New Zealand nurse (1879–1962)

Louise Elizabeth Brandon (1879–1945) was a military nurse during World War I with the New Zealand Army Nursing Service Corps and the Samoan Expeditionary Forces in 1914.

Brandon was born in Wellington in 1879 to mother Anna Naria Wilson and father Henry de Bathe Brandon.

== Career ==

=== Nursing ===
Brandon completed her nursing training in 1909 and joined a contingent of nurses that went to Apia Samoa in August 1914. She sailed on board the Moeraki with nurses Evelyn Brooke, and Fanny Wilson. Brandon and the other New Zealand nurses treated local Samoans with eye disease. While the climate conditions deemed challenging at times for the nurses, they completed their service returning in early 1915.

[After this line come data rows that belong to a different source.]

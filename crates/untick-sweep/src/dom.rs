//! Document access used by the sweep.

use std::fmt::Debug;
use std::hash::Hash;

use async_trait::async_trait;
use serde::Deserialize;

use crate::error::DomError;
use crate::selector::Selector;

/// Scroll-related measurements of one element.
#[derive(Debug, Clone, PartialEq, Deserialize)]
#[serde(rename_all = "camelCase")]
pub struct ScrollMetrics {
    /// Computed `overflow-y`.
    pub overflow_y: String,
    pub scroll_height: f64,
    pub client_height: f64,
}

impl ScrollMetrics {
    /// Overflow allows scrolling and the content is taller than the box by
    /// more than `slack` pixels.
    pub fn scrolls(&self, slack: f64) -> bool {
        matches!(self.overflow_y.as_str(), "auto" | "scroll")
            && self.scroll_height > self.client_height + slack
    }
}

/// A live document tree.
///
/// `Node` is a non-owning identity for one element: two handles compare
/// equal exactly when they refer to the same element. The document owns the
/// elements; a handle may go stale at any time, in which case element
/// operations fail with [`DomError::Detached`].
#[async_trait]
pub trait Dom: Send + Sync {
    type Node: Clone + Eq + Hash + Debug + Send + Sync;

    /// All matches in document order.
    async fn query_all(&self, selector: Selector) -> Result<Vec<Self::Node>, DomError>;

    /// First match in document order.
    async fn query_first(&self, selector: Selector) -> Result<Option<Self::Node>, DomError>;

    async fn matches(&self, node: &Self::Node, selector: Selector) -> Result<bool, DomError>;

    /// Nearest ancestor-or-self matching `selector`.
    async fn closest(&self, node: &Self::Node, selector: Selector)
        -> Result<Option<Self::Node>, DomError>;

    /// Parent element, `None` for the root.
    async fn parent(&self, node: &Self::Node) -> Result<Option<Self::Node>, DomError>;

    /// Dispatch a user-click equivalent (`element.click()`).
    async fn click(&self, node: &Self::Node) -> Result<(), DomError>;

    async fn scroll_metrics(&self, node: &Self::Node) -> Result<ScrollMetrics, DomError>;

    /// `document.scrollingElement`.
    async fn scrolling_element(&self) -> Result<Option<Self::Node>, DomError>;

    /// `document.documentElement`.
    async fn document_element(&self) -> Result<Self::Node, DomError>;

    /// Relative scroll of `node`.
    async fn scroll_by(&self, node: &Self::Node, dx: f64, dy: f64) -> Result<(), DomError>;

    /// Short human-readable label for logs.
    async fn describe(&self, node: &Self::Node) -> Result<String, DomError>;
}
//! Selectors the sweep queries.

/// Every element predicate the sweep uses.
///
/// Kept as a closed set so non-CSS backends can evaluate them without a
/// selector engine.
#[derive(Debug, Clone, Copy, PartialEq, Eq, Hash)]
pub enum Selector {
    /// Native checkbox that is currently checked.
    CheckedNativeCheckbox,
    /// Any native checkbox.
    NativeCheckbox,
    /// ARIA checkbox whose `aria-checked` is `"true"`.
    CheckedAriaCheckbox,
    /// Any element with `role="checkbox"`.
    AriaCheckbox,
    /// Any element whose `aria-checked` is `"true"`.
    AriaChecked,
    Label,
    Main,
    RoleMain,
    /// `div` and `section` elements.
    Block,
}

impl Selector {
    /// Finder predicate groups, in the order their matches are concatenated.
    pub const CHECKED_GROUPS: [Selector; 3] = [
        Selector::CheckedNativeCheckbox,
        Selector::CheckedAriaCheckbox,
        Selector::AriaChecked,
    ];

    /// CSS text for this selector.
    pub fn css(self) -> &'static str {
        match self {
            Selector::CheckedNativeCheckbox => r#"input[type="checkbox"]:checked"#,
            Selector::NativeCheckbox => r#"input[type="checkbox"]"#,
            Selector::CheckedAriaCheckbox => r#"[role="checkbox"][aria-checked="true"]"#,
            Selector::AriaCheckbox => r#"[role="checkbox"]"#,
            Selector::AriaChecked => r#"[aria-checked="true"]"#,
            Selector::Label => "label",
            Selector::Main => "main",
            Selector::RoleMain => r#"[role="main"]"#,
            Selector::Block => "div, section",
        }
    }
}

impl std::fmt::Display for Selector {
    fn fmt(&self, f: &mut std::fmt::Formatter<'_>) -> std::fmt::Result {
        f.write_str(self.css())
    }
}
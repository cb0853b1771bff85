//! WebAssembly bindings for proxy2gateway
//!
//! Enables running the HTTPProxy converter in the browser.

use serde::Serialize;
use wasm_bindgen::prelude::*;

use proxy2gateway::{convert_string, ConvertOptions, EmitterOptions};

/// Initialize panic hook for better error messages in browser console
#[wasm_bindgen(start)]
pub fn init_panic_hook() {
    #[cfg(feature = "console_error_panic_hook")]
    console_error_panic_hook::set_once();
}

/// Get the version of the WASM module
#[wasm_bindgen]
pub fn get_version() -> String {
    env!("CARGO_PKG_VERSION").to_string()
}

/// Result of conversion
#[derive(Serialize)]
struct ConvertResult {
    success: bool,
    yaml: Option<String>,
    error: Option<String>,
    warnings: Vec<Warning>,
    skipped: Vec<String>,
}

/// Warning from conversion
#[derive(Serialize)]
struct Warning {
    severity: String,
    resource: String,
    message: String,
    suggestion: Option<String>,
}

/// Convert HTTPProxy YAML to Gateway API YAML
///
/// # Arguments
/// * `http_proxies` - One or more HTTPProxy documents
/// * `base_gateway` - Optional base Gateway document
/// * `routes_only` - Leave the Gateway out of the output
///
/// # Returns
/// A JavaScript object with:
/// - `success`: boolean indicating if conversion succeeded
/// - `yaml`: the generated YAML stream (if successful)
/// - `error`: error message (if failed)
/// - `warnings`: array of warnings from conversion
/// - `skipped`: HTTPProxies that produced no output
#[wasm_bindgen]
pub fn convert(http_proxies: &str, base_gateway: Option<String>, routes_only: bool) -> JsValue {
    let options = ConvertOptions {
        emitter_options: EmitterOptions {
            include_gateway: !routes_only,
        },
    };

    let base_gateway = base_gateway.filter(|g| !g.trim().is_empty());
    let result = match convert_string(http_proxies, base_gateway.as_deref(), options) {
        Ok(result) => {
            let warnings = result
                .diagnostics
                .warnings
                .iter()
                .map(|w| Warning {
                    severity: format!("{:?}", w.severity).to_lowercase(),
                    resource: w.resource.clone(),
                    message: w.message.clone(),
                    suggestion: w.suggestion.clone(),
                })
                .collect();

            let skipped = result
                .diagnostics
                .skipped
                .iter()
                .map(|s| s.resource.clone())
                .collect();

            ConvertResult {
                success: true,
                yaml: Some(result.yaml_output),
                error: None,
                warnings,
                skipped,
            }
        }
        Err(e) => ConvertResult {
            success: false,
            yaml: None,
            error: Some(e.to_string()),
            warnings: vec![],
            skipped: vec![],
        },
    };

    serde_wasm_bindgen::to_value(&result).unwrap_or(JsValue::NULL)
}

#[cfg(test)]
mod tests {
    use super::*;

    #[test]
    fn test_get_version() {
        let version = get_version();
        assert!(!version.is_empty());
    }
}
//! Contour HTTPProxy resource types
//!
//! Only the fields the translator reads are modelled. Unknown fields are
//! ignored on decode.

use serde::{Deserialize, Serialize};

/// Kind string carried by HTTPProxy documents
pub const HTTP_PROXY_KIND: &str = "HTTPProxy";

/// A Contour HTTPProxy (`projectcontour.io/v1`)
#[derive(Debug, Clone, Default, PartialEq, Deserialize, Serialize)]
#[serde(rename_all = "camelCase")]
pub struct HttpProxy {
    #[serde(default, skip_serializing_if = "Option::is_none")]
    pub api_version: Option<String>,

    #[serde(default, skip_serializing_if = "Option::is_none")]
    pub kind: Option<String>,

    #[serde(default)]
    pub metadata: ProxyMetadata,

    #[serde(default)]
    pub spec: HttpProxySpec,
}

impl HttpProxy {
    pub fn name(&self) -> &str {
        &self.metadata.name
    }

    pub fn namespace(&self) -> &str {
        &self.metadata.namespace
    }

    /// Virtual host FQDN, or `None` when unset or empty
    pub fn fqdn(&self) -> Option<&str> {
        self.spec
            .virtualhost
            .as_ref()
            .map(|vh| vh.fqdn.as_str())
            .filter(|fqdn| !fqdn.is_empty())
    }

    /// TLS secret name configured on the virtual host
    pub fn tls_secret_name(&self) -> Option<&str> {
        self.spec
            .virtualhost
            .as_ref()
            .and_then(|vh| vh.tls.as_ref())
            .map(|tls| tls.secret_name.as_str())
    }

    /// Whether the virtual host asks for TLS passthrough to the backend
    pub fn tls_passthrough(&self) -> bool {
        self.spec
            .virtualhost
            .as_ref()
            .and_then(|vh| vh.tls.as_ref())
            .is_some_and(|tls| tls.passthrough)
    }
}

/// Object identity
#[derive(Debug, Clone, Default, PartialEq, Deserialize, Serialize)]
pub struct ProxyMetadata {
    #[serde(default)]
    pub name: String,

    #[serde(default)]
    pub namespace: String,
}

#[derive(Debug, Clone, Default, PartialEq, Deserialize, Serialize)]
#[serde(rename_all = "camelCase")]
pub struct HttpProxySpec {
    /// Root proxies carry a virtual host
    #[serde(default, skip_serializing_if = "Option::is_none")]
    pub virtualhost: Option<VirtualHost>,

    /// Delegation to other proxies (not translated)
    #[serde(default, skip_serializing_if = "Vec::is_empty")]
    pub includes: Vec<Include>,

    /// HTTP routing rules
    #[serde(default, skip_serializing_if = "Vec::is_empty")]
    pub routes: Vec<Route>,

    /// TCP proxying, mutually exclusive with `routes` in practice
    #[serde(default, skip_serializing_if = "Option::is_none")]
    pub tcpproxy: Option<TcpProxy>,
}

#[derive(Debug, Clone, Default, PartialEq, Deserialize, Serialize)]
#[serde(rename_all = "camelCase")]
pub struct VirtualHost {
    #[serde(default)]
    pub fqdn: String,

    #[serde(default, skip_serializing_if = "Option::is_none")]
    pub tls: Option<VirtualHostTls>,
}

#[derive(Debug, Clone, Default, PartialEq, Deserialize, Serialize)]
#[serde(rename_all = "camelCase")]
pub struct VirtualHostTls {
    #[serde(default)]
    pub secret_name: String,

    #[serde(default)]
    pub passthrough: bool,
}

#[derive(Debug, Clone, Default, PartialEq, Deserialize, Serialize)]
#[serde(rename_all = "camelCase")]
pub struct Include {
    #[serde(default)]
    pub name: String,

    #[serde(default, skip_serializing_if = "Option::is_none")]
    pub namespace: Option<String>,

    #[serde(default, skip_serializing_if = "Vec::is_empty")]
    pub conditions: Vec<MatchCondition>,
}

#[derive(Debug, Clone, Default, PartialEq, Deserialize, Serialize)]
#[serde(rename_all = "camelCase")]
pub struct Route {
    #[serde(default, skip_serializing_if = "Vec::is_empty")]
    pub conditions: Vec<MatchCondition>,

    #[serde(default, skip_serializing_if = "Vec::is_empty")]
    pub services: Vec<Service>,
}

/// A single match condition. Contour expects exactly one field per entry.
#[derive(Debug, Clone, Default, PartialEq, Deserialize, Serialize)]
#[serde(rename_all = "camelCase")]
pub struct MatchCondition {
    #[serde(default, skip_serializing_if = "String::is_empty")]
    pub prefix: String,

    #[serde(default, skip_serializing_if = "Option::is_none")]
    pub header: Option<HeaderMatchCondition>,
}

#[derive(Debug, Clone, Default, PartialEq, Deserialize, Serialize)]
#[serde(rename_all = "camelCase")]
pub struct HeaderMatchCondition {
    #[serde(default)]
    pub name: String,

    #[serde(default, skip_serializing_if = "Option::is_none")]
    pub present: Option<bool>,

    #[serde(default, skip_serializing_if = "Option::is_none")]
    pub contains: Option<String>,

    #[serde(default, skip_serializing_if = "Option::is_none")]
    pub exact: Option<String>,
}

/// Backend Kubernetes service
#[derive(Debug, Clone, Default, PartialEq, Deserialize, Serialize)]
#[serde(rename_all = "camelCase")]
pub struct Service {
    pub name: String,

    pub port: u16,

    #[serde(default, skip_serializing_if = "Option::is_none")]
    pub weight: Option<i64>,
}

#[derive(Debug, Clone, Default, PartialEq, Deserialize, Serialize)]
#[serde(rename_all = "camelCase")]
pub struct TcpProxy {
    #[serde(default, skip_serializing_if = "Vec::is_empty")]
    pub services: Vec<Service>,
}
//! proxy2gateway
//!
//! Convert Contour HTTPProxy resources to Gateway API resources: a Gateway
//! with one listener per distinct host binding, plus an HTTPRoute or
//! TLSRoute per HTTPProxy.

pub mod cli;
pub mod contour;
pub mod decode;
pub mod diagnostics;
pub mod emitter;
pub mod gateway;
pub mod translate;

pub use diagnostics::{Diagnostics, Severity};
pub use emitter::EmitterOptions;
pub use translate::{translate, TranslateError, Translation};

use decode::DecodeError;
use emitter::{EmitError, YamlEmitter};
use std::path::{Path, PathBuf};
use thiserror::Error;
use tracing::debug;

#[derive(Error, Debug)]
pub enum ConvertError {
    #[error("Failed to read {path}: {source}")]
    FileRead {
        path: PathBuf,
        source: std::io::Error,
    },

    #[error(transparent)]
    Decode(#[from] DecodeError),

    #[error(transparent)]
    Translate(#[from] TranslateError),

    #[error("Emission error: {0}")]
    Emission(#[from] EmitError),
}

pub type Result<T> = std::result::Result<T, ConvertError>;

/// Complete conversion result
#[derive(Debug, Clone)]
pub struct ConversionResult {
    /// Generated resources
    pub translation: Translation,
    /// Generated YAML stream
    pub yaml_output: String,
    /// Conversion diagnostics
    pub diagnostics: Diagnostics,
}

/// Options for conversion
#[derive(Debug, Clone, Default)]
pub struct ConvertOptions {
    /// Emitter options
    pub emitter_options: EmitterOptions,
}

/// Convert an HTTPProxy file, optionally merging into a base Gateway file
pub fn convert(
    http_proxies: &Path,
    base_gateway: Option<&Path>,
    options: ConvertOptions,
) -> Result<ConversionResult> {
    let proxies_content = read_file(http_proxies)?;
    let gateway_content = base_gateway.map(read_file).transpose()?;

    convert_documents(
        (&proxies_content, http_proxies),
        gateway_content.as_deref().zip(base_gateway),
        options,
    )
}

/// Convert in-memory YAML streams
pub fn convert_string(
    http_proxies: &str,
    base_gateway: Option<&str>,
    options: ConvertOptions,
) -> Result<ConversionResult> {
    convert_documents(
        (http_proxies, Path::new("http-proxies.yaml")),
        base_gateway.map(|content| (content, Path::new("base-gateway.yaml"))),
        options,
    )
}

fn convert_documents(
    (proxies_content, proxies_path): (&str, &Path),
    base_gateway: Option<(&str, &Path)>,
    options: ConvertOptions,
) -> Result<ConversionResult> {
    let proxies = decode::decode_proxies(proxies_content, proxies_path)?;
    let base = match base_gateway {
        Some((content, path)) => decode::decode_gateway(content, path)?,
        None => None,
    };
    debug!(
        proxies = proxies.len(),
        base_gateway = base.is_some(),
        "decoded input resources"
    );

    let mut diagnostics = Diagnostics::default();
    let translation = translate(base.as_ref(), &proxies, &mut diagnostics)?;

    let yaml_output = YamlEmitter::new(options.emitter_options).emit(&translation)?;

    Ok(ConversionResult {
        translation,
        yaml_output,
        diagnostics,
    })
}

fn read_file(path: &Path) -> Result<String> {
    std::fs::read_to_string(path).map_err(|source| ConvertError::FileRead {
        path: path.to_path_buf(),
        source,
    })
}
//! Gateway API resource types
//!
//! The translator reads a base [`Gateway`] and produces Gateway, HTTPRoute and
//! TLSRoute objects. Types follow the `gateway.networking.k8s.io/v1alpha2`
//! schema, trimmed to the fields this tool reads or writes. Resources read
//! from input keep every other key in an `extra` mapping so they are written
//! back unchanged.

mod listener;
mod route;

pub use listener::*;
pub use route::*;

use serde::{Deserialize, Serialize};
use std::collections::BTreeMap;

/// API group of every Gateway API resource
pub const GROUP_NAME: &str = "gateway.networking.k8s.io";

/// `apiVersion` written on generated resources
pub const API_VERSION: &str = "gateway.networking.k8s.io/v1alpha2";

pub const GATEWAY_KIND: &str = "Gateway";
pub const HTTP_ROUTE_KIND: &str = "HTTPRoute";
pub const TLS_ROUTE_KIND: &str = "TLSRoute";

/// Object metadata
#[derive(Debug, Clone, Default, PartialEq, Deserialize, Serialize)]
#[serde(rename_all = "camelCase")]
pub struct ObjectMeta {
    #[serde(default)]
    pub name: String,

    #[serde(default, skip_serializing_if = "String::is_empty")]
    pub namespace: String,

    #[serde(default, skip_serializing_if = "BTreeMap::is_empty")]
    pub labels: BTreeMap<String, String>,

    #[serde(default, skip_serializing_if = "BTreeMap::is_empty")]
    pub annotations: BTreeMap<String, String>,

    /// `uid`, `resourceVersion`, `ownerReferences` and the rest
    #[serde(flatten)]
    pub extra: serde_yaml::Mapping,
}

impl ObjectMeta {
    pub fn new(name: impl Into<String>, namespace: impl Into<String>) -> Self {
        Self {
            name: name.into(),
            namespace: namespace.into(),
            ..Default::default()
        }
    }

    /// `namespace/name`, used for stable ordering
    pub fn namespaced_name(&self) -> String {
        format!("{}/{}", self.namespace, self.name)
    }
}
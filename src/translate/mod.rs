//! HTTPProxy to Gateway API translation
//!
//! Each proxy becomes exactly one route: a TLSRoute when it declares a
//! `tcpproxy`, an HTTPRoute otherwise. Every route also registers a listener
//! on the output Gateway, deduplicated by (protocol, port, hostname).

mod listener;
mod route;

pub use listener::{add_listener, listener_name};
pub use route::{map_http_route, map_tls_route, path_match};

use crate::contour::HttpProxy;
use crate::diagnostics::{ConversionWarning, ConvertedItem, Diagnostics, Severity, SkippedItem};
use crate::gateway::{
    Gateway, GatewayTlsConfig, HttpRoute, Listener, ParentReference, ProtocolType,
    SecretObjectReference, TlsModeType, TlsRoute,
};
use thiserror::Error;
use tracing::{debug, warn};

/// Port of listeners generated for HTTP routes
pub const HTTP_PORT: u16 = 80;

/// Port of listeners generated for TLS routes
pub const TLS_PORT: u16 = 443;

#[derive(Error, Debug, Clone, PartialEq, Eq)]
pub enum TranslateError {
    #[error(
        "HTTPProxy {namespace}/{name} needs a Gateway listener but no base Gateway was provided"
    )]
    MissingParentGateway { name: String, namespace: String },
}

/// Output of a translation
#[derive(Debug, Clone, Default, PartialEq)]
pub struct Translation {
    /// The base Gateway with generated listeners appended, if one was given
    pub gateway: Option<Gateway>,
    pub http_routes: Vec<HttpRoute>,
    pub tls_routes: Vec<TlsRoute>,
}

/// Translate HTTPProxies to Gateway API resources.
///
/// `base_gateway` is never modified; the output Gateway is a copy with the
/// generated listeners appended. Without a base Gateway the routes carry no
/// parent reference, and any proxy that needs a listener fails the
/// translation with [`TranslateError::MissingParentGateway`].
pub fn translate(
    base_gateway: Option<&Gateway>,
    proxies: &[HttpProxy],
    diagnostics: &mut Diagnostics,
) -> Result<Translation, TranslateError> {
    let mut gateway = base_gateway.cloned();
    let parent_refs: Vec<ParentReference> = base_gateway
        .map(ParentReference::to_gateway)
        .into_iter()
        .collect();

    let mut http_routes = Vec::new();
    let mut tls_routes = Vec::new();

    for proxy in proxies {
        let resource = resource_name(proxy);

        if !proxy.spec.includes.is_empty() {
            warn!(
                name = proxy.name(),
                namespace = proxy.namespace(),
                "skipping HTTPProxy: translating includes not supported"
            );
            add_warning(
                diagnostics,
                &resource,
                "includes are not supported, HTTPProxy skipped",
                Some("flatten included routes into the root HTTPProxy before converting"),
            );
            diagnostics.skipped.push(SkippedItem {
                resource,
                reason: "translating includes not supported".to_string(),
            });
            continue;
        }

        if let Some(tcp_proxy) = &proxy.spec.tcpproxy {
            let listener = tls_listener(proxy, &resource, diagnostics);
            register_listener(gateway.as_mut(), listener, proxy)?;

            tls_routes.push(map_tls_route(proxy, tcp_proxy, &parent_refs));
            diagnostics.converted.push(ConvertedItem {
                resource,
                output_kind: crate::gateway::TLS_ROUTE_KIND.to_string(),
            });
        } else {
            let listener = Listener::new(ProtocolType::Http, HTTP_PORT, proxy.fqdn());
            register_listener(gateway.as_mut(), listener, proxy)?;

            http_routes.push(map_http_route(proxy, &parent_refs, diagnostics));
            diagnostics.converted.push(ConvertedItem {
                resource,
                output_kind: crate::gateway::HTTP_ROUTE_KIND.to_string(),
            });
        }
    }

    Ok(Translation {
        gateway,
        http_routes,
        tls_routes,
    })
}

/// Build the TLS listener for a `tcpproxy` HTTPProxy.
///
/// The listener always terminates TLS, including for passthrough virtual
/// hosts.
fn tls_listener(proxy: &HttpProxy, resource: &str, diagnostics: &mut Diagnostics) -> Listener {
    let secret_name = proxy.tls_secret_name().unwrap_or_default();
    if proxy.tls_passthrough() {
        add_warning(
            diagnostics,
            resource,
            "TLS passthrough is mapped to a Terminate listener",
            Some("set the listener tls.mode to Passthrough if the backend terminates TLS"),
        );
    } else if secret_name.is_empty() {
        add_warning(
            diagnostics,
            resource,
            "virtualhost has no TLS secret, listener certificateRef name is empty",
            Some("set spec.virtualhost.tls.secretName or edit the generated listener"),
        );
    }

    Listener::new(ProtocolType::Tls, TLS_PORT, proxy.fqdn()).with_tls(GatewayTlsConfig {
        mode: Some(TlsModeType::Terminate),
        certificate_refs: vec![SecretObjectReference::named(secret_name)],
        ..Default::default()
    })
}

/// Add `listener` to the output Gateway unless an equivalent one exists
fn register_listener(
    gateway: Option<&mut Gateway>,
    listener: Listener,
    proxy: &HttpProxy,
) -> Result<(), TranslateError> {
    let gateway = gateway.ok_or_else(|| TranslateError::MissingParentGateway {
        name: proxy.name().to_string(),
        namespace: proxy.namespace().to_string(),
    })?;

    if let Some(name) = add_listener(&mut gateway.spec.listeners, listener) {
        debug!(
            name = proxy.name(),
            namespace = proxy.namespace(),
            listener = %name,
            "registered listener"
        );
    }
    Ok(())
}

fn resource_name(proxy: &HttpProxy) -> String {
    format!("{}/{}", proxy.namespace(), proxy.name())
}

/// Add a warning diagnostic
fn add_warning(
    diagnostics: &mut Diagnostics,
    resource: &str,
    message: &str,
    suggestion: Option<&str>,
) {
    diagnostics.warnings.push(ConversionWarning {
        severity: Severity::Warning,
        resource: resource.to_string(),
        message: message.to_string(),
        suggestion: suggestion.map(str::to_string),
    });
}

/// Add an info diagnostic
fn add_info(diagnostics: &mut Diagnostics, resource: &str, message: &str) {
    diagnostics.warnings.push(ConversionWarning {
        severity: Severity::Info,
        resource: resource.to_string(),
        message: message.to_string(),
        suggestion: None,
    });
}
//! Conversion diagnostics
//!
//! Collected during translation and reported by the caller. Nothing here
//! aborts a conversion; fatal conditions are returned as errors instead.

use serde::{Deserialize, Serialize};

/// Conversion diagnostics and warnings
#[derive(Debug, Clone, Default, Serialize, Deserialize)]
pub struct Diagnostics {
    /// Successfully converted resources
    pub converted: Vec<ConvertedItem>,
    /// Resources converted with caveats
    pub warnings: Vec<ConversionWarning>,
    /// Resources that produced no output
    pub skipped: Vec<SkippedItem>,
}

impl Diagnostics {
    /// Warnings at `Severity::Warning` or above
    pub fn warning_count(&self) -> usize {
        self.warnings
            .iter()
            .filter(|w| w.severity != Severity::Info)
            .count()
    }
}

/// A resource that was translated
#[derive(Debug, Clone, PartialEq, Serialize, Deserialize)]
pub struct ConvertedItem {
    /// Source resource, `namespace/name`
    pub resource: String,
    /// Kind of the generated object
    pub output_kind: String,
}

/// Conversion warning
#[derive(Debug, Clone, PartialEq, Serialize, Deserialize)]
pub struct ConversionWarning {
    pub severity: Severity,
    /// Source resource, `namespace/name`
    pub resource: String,
    pub message: String,
    pub suggestion: Option<String>,
}

/// Warning severity
#[derive(Debug, Clone, Copy, PartialEq, Eq, Serialize, Deserialize)]
#[serde(rename_all = "lowercase")]
pub enum Severity {
    Info,
    Warning,
    Error,
}

/// A resource that was skipped entirely
#[derive(Debug, Clone, PartialEq, Serialize, Deserialize)]
pub struct SkippedItem {
    /// Source resource, `namespace/name`
    pub resource: String,
    pub reason: String,
}
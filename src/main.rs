use clap::Parser;
use colored::*;
use proxy2gateway::cli::{Cli, ColorChoice};
use proxy2gateway::diagnostics::{Diagnostics, Severity};
use proxy2gateway::{convert, ConvertOptions, EmitterOptions};
use std::fs;
use std::process;
use tracing::level_filters::LevelFilter;

fn main() {
    let cli = Cli::parse();

    // Set up color output
    match cli.color {
        ColorChoice::Always => colored::control::set_override(true),
        ColorChoice::Never => colored::control::set_override(false),
        ColorChoice::Auto => {}
    }

    init_logging(cli.verbose, cli.quiet);

    if let Err(e) = run(&cli) {
        eprintln!("{}: {}", "error".red().bold(), e);
        process::exit(1);
    }
}

fn init_logging(verbose: u8, quiet: bool) {
    let level = if quiet {
        LevelFilter::OFF
    } else {
        match verbose {
            0 => LevelFilter::WARN,
            1 => LevelFilter::INFO,
            2 => LevelFilter::DEBUG,
            _ => LevelFilter::TRACE,
        }
    };

    tracing_subscriber::fmt()
        .with_max_level(level)
        .with_writer(std::io::stderr)
        .with_target(false)
        .init();
}

fn run(cli: &Cli) -> Result<(), String> {
    if !cli.http_proxies.exists() {
        return Err(format!("File not found: {}", cli.http_proxies.display()));
    }
    if let Some(base_gateway) = &cli.base_gateway {
        if !base_gateway.exists() {
            return Err(format!("File not found: {}", base_gateway.display()));
        }
    }

    let options = ConvertOptions {
        emitter_options: EmitterOptions {
            include_gateway: !cli.routes_only,
        },
    };

    let result = convert(&cli.http_proxies, cli.base_gateway.as_deref(), options)
        .map_err(|e| e.to_string())?;

    if !cli.quiet {
        print_diagnostics(&result.diagnostics, cli.verbose);
    }

    if let Some(output_path) = &cli.output {
        fs::write(output_path, &result.yaml_output)
            .map_err(|e| format!("Failed to write output: {}", e))?;
        if !cli.quiet {
            eprintln!(
                "{} Wrote {} resources to {}",
                "Success:".green().bold(),
                resource_count(&result.translation),
                output_path.display()
            );
        }
    } else {
        print!("{}", result.yaml_output);
    }

    Ok(())
}

fn resource_count(translation: &proxy2gateway::Translation) -> usize {
    usize::from(translation.gateway.is_some())
        + translation.http_routes.len()
        + translation.tls_routes.len()
}

fn print_diagnostics(diagnostics: &Diagnostics, verbose: u8) {
    for warning in &diagnostics.warnings {
        if warning.severity == Severity::Info && verbose == 0 {
            continue;
        }

        let prefix = match warning.severity {
            Severity::Info => "info".blue(),
            Severity::Warning => "warning".yellow(),
            Severity::Error => "error".red(),
        };

        eprintln!("{}: {}", prefix, warning.message);
        eprintln!("  --> HTTPProxy {}", warning.resource);

        if let Some(suggestion) = &warning.suggestion {
            eprintln!("  = {}: {}", "suggestion".green(), suggestion);
        }
        eprintln!();
    }

    if verbose > 0 && !diagnostics.skipped.is_empty() {
        eprintln!("{}", "Skipped HTTPProxies:".yellow());
        for skipped in &diagnostics.skipped {
            eprintln!("  - {} ({})", skipped.resource, skipped.reason);
        }
        eprintln!();
    }

    if verbose > 0 {
        eprintln!("{}", "Conversion summary:".bold());
        eprintln!("  Converted: {} HTTPProxies", diagnostics.converted.len());
        eprintln!("  Warnings: {}", diagnostics.warning_count());
        eprintln!("  Skipped: {}", diagnostics.skipped.len());
    }
}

Brandon spent the remainder of the War alongside nurse, Louise Alexa McNie working as theatre-sisters on New Zealand hospital ships, such as SS Maheno and SS Marama and headed for the front. Brandon arrived to ANZAC Cove on 26 August 1915. Wounded soldiers from Gallipoli were treated or transported to military hospitals in Malta or Alexandria. She returned to New Zealand on 1 January 1916 and continued working on both the SS Maheno and SS Marama. Her third and final overseas posting was on the SS Corinthic where she was the Matron of the New Zealand Officer's Convalescence Hospital in Brighton, England.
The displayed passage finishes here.